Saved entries

● ● ● ● ● ● ●

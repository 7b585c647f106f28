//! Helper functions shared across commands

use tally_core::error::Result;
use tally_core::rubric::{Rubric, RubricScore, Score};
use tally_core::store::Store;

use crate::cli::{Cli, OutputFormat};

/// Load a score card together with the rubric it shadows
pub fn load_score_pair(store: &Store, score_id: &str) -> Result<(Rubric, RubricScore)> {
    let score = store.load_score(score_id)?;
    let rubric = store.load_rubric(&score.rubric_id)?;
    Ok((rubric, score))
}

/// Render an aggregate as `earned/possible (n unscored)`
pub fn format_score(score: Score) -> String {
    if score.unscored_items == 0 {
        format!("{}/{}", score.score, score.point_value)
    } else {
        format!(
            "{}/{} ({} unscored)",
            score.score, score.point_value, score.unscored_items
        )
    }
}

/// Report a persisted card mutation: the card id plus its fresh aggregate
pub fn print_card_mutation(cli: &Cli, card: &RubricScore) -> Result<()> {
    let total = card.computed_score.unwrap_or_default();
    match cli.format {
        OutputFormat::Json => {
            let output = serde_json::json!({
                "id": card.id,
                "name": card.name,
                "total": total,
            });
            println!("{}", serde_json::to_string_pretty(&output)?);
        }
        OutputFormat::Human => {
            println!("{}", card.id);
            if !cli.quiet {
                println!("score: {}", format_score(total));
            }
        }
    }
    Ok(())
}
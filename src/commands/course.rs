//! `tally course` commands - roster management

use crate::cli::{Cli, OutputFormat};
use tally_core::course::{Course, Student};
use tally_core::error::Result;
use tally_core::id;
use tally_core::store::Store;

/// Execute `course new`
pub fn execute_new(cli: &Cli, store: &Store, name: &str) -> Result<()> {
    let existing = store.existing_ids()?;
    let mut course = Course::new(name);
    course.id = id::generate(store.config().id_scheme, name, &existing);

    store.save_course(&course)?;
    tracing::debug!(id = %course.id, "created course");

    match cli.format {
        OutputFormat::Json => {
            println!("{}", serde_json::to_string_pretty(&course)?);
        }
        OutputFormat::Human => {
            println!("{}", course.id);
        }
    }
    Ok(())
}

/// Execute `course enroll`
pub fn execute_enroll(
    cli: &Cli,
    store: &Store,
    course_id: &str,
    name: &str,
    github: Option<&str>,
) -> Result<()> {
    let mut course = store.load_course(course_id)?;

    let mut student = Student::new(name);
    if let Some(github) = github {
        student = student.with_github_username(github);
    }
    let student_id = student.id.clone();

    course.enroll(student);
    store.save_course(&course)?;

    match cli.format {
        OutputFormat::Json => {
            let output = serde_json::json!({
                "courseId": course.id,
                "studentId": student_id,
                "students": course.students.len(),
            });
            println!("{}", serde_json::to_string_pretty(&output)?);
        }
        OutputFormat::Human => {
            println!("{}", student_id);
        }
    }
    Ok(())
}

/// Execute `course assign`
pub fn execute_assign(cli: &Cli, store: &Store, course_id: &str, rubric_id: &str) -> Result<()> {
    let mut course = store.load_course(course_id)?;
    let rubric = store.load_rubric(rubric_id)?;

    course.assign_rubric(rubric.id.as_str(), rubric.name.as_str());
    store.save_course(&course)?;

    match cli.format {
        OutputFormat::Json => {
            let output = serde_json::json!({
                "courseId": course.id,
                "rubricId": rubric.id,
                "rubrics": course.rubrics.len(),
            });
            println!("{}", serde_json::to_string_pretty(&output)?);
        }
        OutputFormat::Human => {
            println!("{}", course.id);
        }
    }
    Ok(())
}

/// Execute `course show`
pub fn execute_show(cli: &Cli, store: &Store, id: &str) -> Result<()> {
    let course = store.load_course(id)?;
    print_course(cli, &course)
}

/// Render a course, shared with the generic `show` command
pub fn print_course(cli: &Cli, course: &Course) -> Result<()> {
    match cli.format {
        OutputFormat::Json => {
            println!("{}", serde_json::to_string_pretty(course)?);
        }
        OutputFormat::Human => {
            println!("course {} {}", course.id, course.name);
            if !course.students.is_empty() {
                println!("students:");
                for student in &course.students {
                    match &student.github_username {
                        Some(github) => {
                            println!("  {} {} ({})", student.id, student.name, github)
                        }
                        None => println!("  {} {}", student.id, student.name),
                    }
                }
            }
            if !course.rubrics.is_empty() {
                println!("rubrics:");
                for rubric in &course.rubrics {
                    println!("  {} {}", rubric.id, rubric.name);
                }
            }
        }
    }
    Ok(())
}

● ● ● ● ● ● ●

__Exercise prompt__
Each line above must be reproduced exactly.

__Response__
repository 7b585c647f106f28
//! Helper functions shared across commands

use tally_core::error::Result;
use tally_core::rubric::{Rubric, RubricScore, Score};
use tally_core::store::Store;

use crate::cli::{Cli, OutputFormat};

/// Load a score card together with the rubric it shadows
pub fn load_score_pair(store: &Store, score_id: &str) -> Result<(Rubric, RubricScore)> {
    let score = store.load_score(score_id)?;
    let rubric = store.load_rubric(&score.rubric_id)?;
    Ok((rubric, score))
}

/// Render an aggregate as `earned/possible (n unscored)`
pub fn format_score(score: Score) -> String {
    if score.unscored_items == 0 {
        format!("{}/{}", score.score, score.point_value)
    } else {
        format!(
            "{}/{} ({} unscored)",
            score.score, score.point_value, score.unscored_items
        )
    }
}

/// Report a persisted card mutation: the card id plus its fresh aggregate
pub fn print_card_mutation(cli: &Cli, card: &RubricScore) -> Result<()> {
    let total = card.computed_score.unwrap_or_default();
    match cli.format {
        OutputFormat::Json => {
            let output = serde_json::json!({
                "id": card.id,
                "name": card.name,
                "total": total,
            });
            println!("{}", serde_json::to_string_pretty(&output)?);
        }
        OutputFormat::Human => {
            println!("{}", card.id);
            if !cli.quiet {
                println!("score: {}", format_score(total));
            }
        }
    }
    Ok(())
}
filename src/commands/course.rs
//! `tally course` commands - roster management

use crate::cli::{Cli, OutputFormat};
use tally_core::course::{Course, Student};
use tally_core::error::Result;
use tally_core::id;
use tally_core::store::Store;

/// Execute `course new`
pub fn execute_new(cli: &Cli, store: &Store, name: &str) -> Result<()> {
    let existing = store.existing_ids()?;
    let mut course = Course::new(name);
    course.id = id::generate(store.config().id_scheme, name, &existing);

    store.save_course(&course)?;
    tracing::debug!(id = %course.id, "created course");

    match cli.format {
        OutputFormat::Json => {
            println!("{}", serde_json::to_string_pretty(&course)?);
        }
        OutputFormat::Human => {
            println!("{}", course.id);
        }
    }
    Ok(())
}

/// Execute `course enroll`
pub fn execute_enroll(
    cli: &Cli,
    store: &Store,
    course_id: &str,
    name: &str,
    github: Option<&str>,
) -> Result<()> {
    let mut course = store.load_course(course_id)?;

    let mut student = Student::new(name);
    if let Some(github) = github {
        student = student.with_github_username(github);
    }
    let student_id = student.id.clone();

    course.enroll(student);
    store.save_course(&course)?;

    match cli.format {
        OutputFormat::Json => {
            let output = serde_json::json!({
                "courseId": course.id,
                "studentId": student_id,
                "students": course.students.len(),
            });
            println!("{}", serde_json::to_string_pretty(&output)?);
        }
        OutputFormat::Human => {
            println!("{}", student_id);
        }
    }
    Ok(())
}

/// Execute `course assign`
pub fn execute_assign(cli: &Cli, store: &Store, course_id: &str, rubric_id: &str) -> Result<()> {
    let mut course = store.load_course(course_id)?;
    let rubric = store.load_rubric(rubric_id)?;

    course.assign_rubric(rubric.id.as_str(), rubric.name.as_str());
    store.save_course(&course)?;

    match cli.format {
        OutputFormat::Json => {
            let output = serde_json::json!({
                "courseId": course.id,
                "rubricId": rubric.id,
                "rubrics": course.rubrics.len(),
            });
            println!("{}", serde_json::to_string_pretty(&output)?);
        }
        OutputFormat::Human => {
            println!("{}", course.id);
        }
    }
    Ok(())
}

/// Execute `course show`
pub fn execute_show(cli: &Cli, store: &Store, id: &str) -> Result<()> {
    let course = store.load_course(id)?;
    print_course(cli, &course)
}

/// Render a course, shared with the generic `show` command
pub fn print_course(cli: &Cli, course: &Course) -> Result<()> {
    match cli.format {
        OutputFormat::Json => {
            println!("{}", serde_json::to_string_pretty(course)?);
        }
        OutputFormat::Human => {
            println!("course {} {}", course.id, course.name);
            if !course.students.is_empty() {
                println!("students:");
                for student in &course.students {
                    match &student.github_username {
                        Some(github) => {
                            println!("  {} {} ({})", student.id, student.name, github)
                        }
                        None => println!("  {} {}", student.id, student.name),
                    }
                }
            }
            if !course.rubrics.is_empty() {
                println!("rubrics:");
                for rubric in &course.rubrics {
                    println!("  {} {}", rubric.id, rubric.name);
                }
            }
        }
    }
    Ok(())
}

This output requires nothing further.